Data Management and Backups
---------------------------

Nucleus Data Directory contains multiple sub-directories utilized by various
:ref:`Nucleus components <nuc_overview_arch>`: 

* :code:`data` subdir contains core data - actual data residing in Nucleus (elements of Nucleus's file tree: their content and metadata (ACLs, timestamps, etc)) uploaded by its users
* :code:`local-accounts-db` and :code:`tags-db` are Authentication and Tagging services' databases respectively
* :code:`log` subdir contains log files
* :code:`scratch`, :code:`resolver-cache`, and :code:`tmp` contain internal cache and scratch spaces

Core Nucleus Data
+++++++++++++++++

:code:`data` directory with the actual data hosted by Nucleus is opaque and should
not be changed or modified externally. 

If making a copy of this directory (for migration to another machine for
example), **Nucleus stack must be stopped**. This bears repeating - **copying 
Core data directory "hot" can not be done safely.**

If backups of Core Data are desired, :doc:`nucleus-tools <nucleus_tools>` package contains necessary tooling to create and restore
copies of Core Data. 

Services Data Dirs
++++++++++++++++++

These include accounts and tags' databases. 
They can be safely copied and  backed up "hot" (while respective services are
running). 

Logs
++++

Logs are text files and should be self-evident, with one major note:
**live logs (files that are being appended to by services) in general are 
not externally rotatable**. However, our stack includes rotation and 
archival sidecars in it, and you can certainly blow away archives with no
ill effects (aside from losing log data, of course). They can be copied 
without stopping services without problem. 

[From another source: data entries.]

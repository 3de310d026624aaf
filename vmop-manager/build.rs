use kube::CustomResourceExt;
use std::fs;
use vmop_types::{VirtualMachine, VmPool};

fn main() {
    let _ = fs::create_dir("../crds");
    fs::write(
        "../crds/vmoperator.jdrupes.org_virtualmachines_crd.yaml",
        serde_yaml::to_string(&VirtualMachine::crd()).unwrap(),
    )
    .unwrap();
    fs::write(
        "../crds/vmoperator.jdrupes.org_vmpools_crd.yaml",
        serde_yaml::to_string(&VmPool::crd()).unwrap(),
    )
    .unwrap();
}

Scratch, Temp, Cache Data 
+++++++++++++++++++++++++

Data located in internal caches and scratch spaces of Nucleus does not require
backups, and can be deleted without ill effects, but only **when the stack 
is not running**.

.. _nuc_enterprise_usage_migration:

Migration and Upgrades: Methodology
+++++++++++++++++++++++++++++++++++

**We do not support data migration from pre-2021.2.0 versions to 2021.2.0.**

:guilabel:`Nucleus 2021.2.0`

When moving between servers, a method we find convenient is so-called 
*blue-green* approach: where a new instance is brought up alongside
the old one and validated prior to switching users over to it. 

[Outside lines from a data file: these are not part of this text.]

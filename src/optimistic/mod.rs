//! Optimistic status updates with rollback.
//!
//! [`OptimisticCoordinator`] is the caller-facing side of the engine. An
//! optimistic update is shown to the user at once through the `on_apply`
//! callback, then synchronized through the [`UpdateQueue`]. If the remote
//! store rejects it for good, `on_rollback` restores the status the entity had
//! before the most recent unresolved optimistic update.

use std::collections::HashMap;
use std::fmt;
use std::sync::{Arc, Mutex, MutexGuard, PoisonError};

use tracing::{debug, warn};

use crate::error::{ClassifiedError, Classify, ErrorClassifier, SyncError};
use crate::queue::{PendingInfo, QueueConfig, QueueObserver, StatusUpdateEntry, UpdateQueue};
use crate::remote::{StatusUpdater, StatusValue};
use crate::retry::RetryController;
use crate::scheduler::{Scheduler, TokioScheduler};

/// Called with the entity id and the status to show.
pub type StatusCallback<S> = Arc<dyn Fn(&str, &S) + Send + Sync>;

/// Called with the entity id and the terminal error.
pub type ErrorCallback = Arc<dyn Fn(&str, &ClassifiedError) + Send + Sync>;

/// Hooks into the caller's UI state.
pub struct OptimisticCallbacks<S> {
    on_apply: Option<StatusCallback<S>>,
    on_rollback: Option<StatusCallback<S>>,
    on_error: Option<ErrorCallback>,
}

impl<S> Default for OptimisticCallbacks<S> {
    fn default() -> Self {
        Self {
            on_apply: None,
            on_rollback: None,
            on_error: None,
        }
    }
}

impl<S> OptimisticCallbacks<S> {
    /// Creates an empty callback set.
    pub fn new() -> Self {
        Self::default()
    }

    /// Show a status before the remote store confirms it.
    pub fn on_apply(mut self, f: impl Fn(&str, &S) + Send + Sync + 'static) -> Self {
        self.on_apply = Some(Arc::new(f));
        self
    }

    /// Restore the previous status after a terminal failure.
    pub fn on_rollback(mut self, f: impl Fn(&str, &S) + Send + Sync + 'static) -> Self {
        self.on_rollback = Some(Arc::new(f));
        self
    }

    /// Surface a terminal failure of a queued update.
    pub fn on_error(
        mut self,
        f: impl Fn(&str, &ClassifiedError) + Send + Sync + 'static,
    ) -> Self {
        self.on_error = Some(Arc::new(f));
        self
    }
}

impl<S> fmt::Debug for OptimisticCallbacks<S> {
    fn fmt(&self, f: &mut fmt::Formatter<'_>) -> fmt::Result {
        f.debug_struct("OptimisticCallbacks")
            .field("on_apply", &self.on_apply.is_some())
            .field("on_rollback", &self.on_rollback.is_some())
            .field("on_error", &self.on_error.is_some())
            .finish()
    }
}

/// Rollback target for an entity with an unresolved optimistic update.
#[derive(Debug, Clone)]
struct PendingOptimistic<S> {
    previous: S,
    revision: u64,
}

/// Optimistic bookkeeping shared with the queue as its observer.
struct Tracker<S> {
    pending: Mutex<HashMap<String, PendingOptimistic<S>>>,
    callbacks: OptimisticCallbacks<S>,
}

impl<S: StatusValue> Tracker<S> {
    fn new(callbacks: OptimisticCallbacks<S>) -> Self {
        Self {
            pending: Mutex::new(HashMap::new()),
            callbacks,
        }
    }

    fn lock(&self) -> MutexGuard<'_, HashMap<String, PendingOptimistic<S>>> {
        self.pending.lock().unwrap_or_else(PoisonError::into_inner)
    }

    fn record(&self, entity_id: &str, previous: S, revision: u64) {
        self.lock()
            .insert(entity_id.to_string(), PendingOptimistic { previous, revision });
    }

    /// Removes the entity's rollback target unless it belongs to a request
    /// newer than `revision`.
    fn resolve(&self, entity_id: &str, revision: u64) -> Option<S> {
        let mut pending = self.lock();
        match pending.get(entity_id) {
            Some(entry) if entry.revision <= revision => {
                pending.remove(entity_id).map(|entry| entry.previous)
            }
            _ => None,
        }
    }

    fn rollback(&self, entity_id: &str, revision: u64) {
        let Some(previous) = self.resolve(entity_id, revision) else {
            return;
        };
        warn!(entity_id, status = ?previous, "rolling back optimistic update");
        if let Some(on_rollback) = &self.callbacks.on_rollback {
            on_rollback(entity_id, &previous);
        }
    }

    fn apply(&self, entity_id: &str, status: &S) {
        if let Some(on_apply) = &self.callbacks.on_apply {
            on_apply(entity_id, status);
        }
    }

    /// Settles an outcome that bypassed the queue's observer.
    fn settle(&self, entity_id: &str, revision: u64, result: &Result<(), ClassifiedError>) {
        match result {
            Ok(()) => {
                self.resolve(entity_id, revision);
            }
            Err(_) => self.rollback(entity_id, revision),
        }
    }
}

impl<S: StatusValue> QueueObserver<S> for Tracker<S> {
    fn on_confirmed(&self, entry: &StatusUpdateEntry<S>) {
        if self.resolve(&entry.entity_id, entry.revision).is_some() {
            debug!(entity_id = %entry.entity_id, "optimistic update confirmed");
        }
    }

    fn on_failed(&self, entry: &StatusUpdateEntry<S>, error: &ClassifiedError) {
        self.rollback(&entry.entity_id, entry.revision);
        if let Some(on_error) = &self.callbacks.on_error {
            on_error(&entry.entity_id, error);
        }
    }
}

/// Caller-facing entry point of the sync engine.
///
/// Created with [`SyncEngineBuilder`]. Dropping the coordinator cancels all
/// pending work without rolling anything back.
pub struct OptimisticCoordinator<S: StatusValue> {
    queue: UpdateQueue<S>,
    tracker: Arc<Tracker<S>>,
}

impl<S: StatusValue> OptimisticCoordinator<S> {
    /// Starts building an engine.
    pub fn builder() -> SyncEngineBuilder<S> {
        SyncEngineBuilder::new()
    }

    /// Queues `status` for `entity_id` without touching UI state.
    pub fn debounced_update(&self, entity_id: &str, status: S) {
        self.queue.enqueue(entity_id, status);
    }

    /// Sends `status` for `entity_id` right away.
    ///
    /// Resolves an optimistic update still pending for the entity: success
    /// clears it, failure rolls it back.
    pub async fn immediate_update(&self, entity_id: &str, status: S) -> Result<(), ClassifiedError> {
        let revision = self.queue.reserve_revision();
        let result = self
            .queue
            .immediate_with_revision(entity_id.to_string(), status, revision)
            .await;
        self.tracker.settle(entity_id, revision, &result);
        result
    }

    /// Shows `status` at once, then queues it. `previous` is restored through
    /// `on_rollback` if the update fails for good.
    pub fn optimistic_update(&self, entity_id: &str, status: S, previous: S) {
        let revision = self.queue.reserve_revision();
        self.tracker.record(entity_id, previous, revision);
        self.tracker.apply(entity_id, &status);
        self.queue
            .enqueue_with_revision(entity_id.to_string(), status, revision);
    }

    /// Shows `status` at once, then sends it right away. On failure the
    /// update is rolled back and the error returned.
    pub async fn optimistic_immediate_update(
        &self,
        entity_id: &str,
        status: S,
        previous: S,
    ) -> Result<(), ClassifiedError> {
        let revision = self.queue.reserve_revision();
        self.tracker.record(entity_id, previous, revision);
        self.tracker.apply(entity_id, &status);
        let result = self
            .queue
            .immediate_with_revision(entity_id.to_string(), status, revision)
            .await;
        self.tracker.settle(entity_id, revision, &result);
        result
    }

    /// Submits everything pending and waits for the outcomes.
    pub async fn flush_updates(&self) {
        self.queue.flush().await;
    }

    /// Drops all pending updates and rollback targets. Nothing is rolled back.
    pub fn cancel_updates(&self) {
        self.queue.cancel();
        self.tracker.lock().clear();
    }

    /// Snapshot of pending queue work.
    pub fn pending_info(&self) -> PendingInfo {
        self.queue.pending_info()
    }

    /// Status `on_rollback` would restore for `entity_id`, if an optimistic
    /// update is unresolved.
    pub fn rollback_target(&self, entity_id: &str) -> Option<S> {
        self.tracker
            .lock()
            .get(entity_id)
            .map(|entry| entry.previous.clone())
    }

    /// The queue's configuration.
    pub fn config(&self) -> &QueueConfig {
        self.queue.config()
    }
}

impl<S: StatusValue> Drop for OptimisticCoordinator<S> {
    fn drop(&mut self) {
        self.tracker.lock().clear();
    }
}

impl<S: StatusValue> fmt::Debug for OptimisticCoordinator<S> {
    fn fmt(&self, f: &mut fmt::Formatter<'_>) -> fmt::Result {
        f.debug_struct("OptimisticCoordinator")
            .field("queue", &self.queue)
            .field("callbacks", &self.tracker.callbacks)
            .finish()
    }
}

/// Wires the remote updater, classifier, scheduler, settings and callbacks
/// into an [`OptimisticCoordinator`].
pub struct SyncEngineBuilder<S: StatusValue> {
    updater: Option<Arc<dyn StatusUpdater<S>>>,
    classifier: Option<Arc<dyn Classify>>,
    scheduler: Option<Arc<dyn Scheduler>>,
    config: QueueConfig,
    callbacks: OptimisticCallbacks<S>,
}

impl<S: StatusValue> Default for SyncEngineBuilder<S> {
    fn default() -> Self {
        Self {
            updater: None,
            classifier: None,
            scheduler: None,
            config: QueueConfig::default(),
            callbacks: OptimisticCallbacks::default(),
        }
    }
}

impl<S: StatusValue> SyncEngineBuilder<S> {
    /// Starts a builder with default queue settings and no callbacks.
    pub fn new() -> Self {
        Self::default()
    }

    /// Remote operation that persists statuses. Required.
    pub fn updater(mut self, updater: Arc<dyn StatusUpdater<S>>) -> Self {
        self.updater = Some(updater);
        self
    }

    /// Failure classifier. Defaults to [`ErrorClassifier`].
    pub fn classifier(mut self, classifier: Arc<dyn Classify>) -> Self {
        self.classifier = Some(classifier);
        self
    }

    /// Timer source. Defaults to a [`TokioScheduler`] on the current runtime.
    pub fn scheduler(mut self, scheduler: Arc<dyn Scheduler>) -> Self {
        self.scheduler = Some(scheduler);
        self
    }

    /// Queue settings. Validated by [`build`](Self::build).
    pub fn config(mut self, config: QueueConfig) -> Self {
        self.config = config;
        self
    }

    /// Display callbacks for optimistic updates.
    pub fn callbacks(mut self, callbacks: OptimisticCallbacks<S>) -> Self {
        self.callbacks = callbacks;
        self
    }

    /// Builds the engine.
    ///
    /// # Errors
    ///
    /// Fails if no updater was given, the configuration is invalid, or no
    /// scheduler was given outside a Tokio runtime.
    pub fn build(self) -> Result<OptimisticCoordinator<S>, SyncError> {
        self.config.validate()?;
        let updater = self.updater.ok_or(SyncError::Missing("status updater"))?;
        let scheduler = match self.scheduler {
            Some(scheduler) => scheduler,
            None => TokioScheduler::current()?.shared(),
        };
        let classifier = self
            .classifier
            .unwrap_or_else(|| Arc::new(ErrorClassifier::new()));

        let tracker = Arc::new(Tracker::new(self.callbacks));
        let observer: Arc<dyn QueueObserver<S>> = tracker.clone();
        let queue = UpdateQueue::with_observer(
            updater,
            RetryController::new(classifier, scheduler),
            self.config,
            observer,
        );

        Ok(OptimisticCoordinator { queue, tracker })
    }
}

Here's a helpful recipe for server migration with as minimal a downtime 
as possible (*using short hostnames here for clarity, in practice, we recommend using FQDNs when deploying Nucleus*):

* Suppose Nucleus deployed on :code:`nucleus-host-1`, and we desire to migrate to :code:`nucleus-host-2`. A DNS CNAME users are utilizing when accessing this instance is :code:`my-nucleus`, and currently it resolves into :code:`nucleus-host-1`
* :code:`nucleus-host-2` is brought up and the entire data directory is :code:`rsync`'d from :code:`nucleus-host-1`. Note that while hot copies are not supported (see above), we can do that to transfer the bulk of data before shutting down the source instance. Also, there's a high degree of probability that this copy will not be corrupt enough to preclude Nucleus from starting. 
* Nucleus Stack is configured and launched on :code:`nucleus-host-2`. Data upgrade is performed, if required. It then is validated to be operational.
* Downtime for :code:`my-nucleus` is scheduled, and users are notified. 
* During the downtime, 

    * Before the scheduled downtime window, :code:`nucleus-host-1`'s data is :code:`rsync`'d to :code:`nucleus-host-2` again - this will not be the final sync, but will bring those two servers' data very close in state
    * Nucleus on :code:`nucleus-host-1` is shut down
    * Nucleus on :code:`nucleus-host-2` is shut down
    * Data is :code:`rsync`'d again. This will be very quick (seconds for terabytes of data)
    * Data upgrade is performed (because ``rsync`` will "revert" the upgrade that was made when doing the initial test deployment)
    * Nucleus on :code:`nucleus-host-2` is brought up and quickly validated 
    * DNS CNAME :code:`my-nucleus` is updated to resolve to :code:`nucleus-host-2`

Authentication
--------------

Covered in :doc:`Authentication and User Registration <../usage/auth_user_mgmt>` document.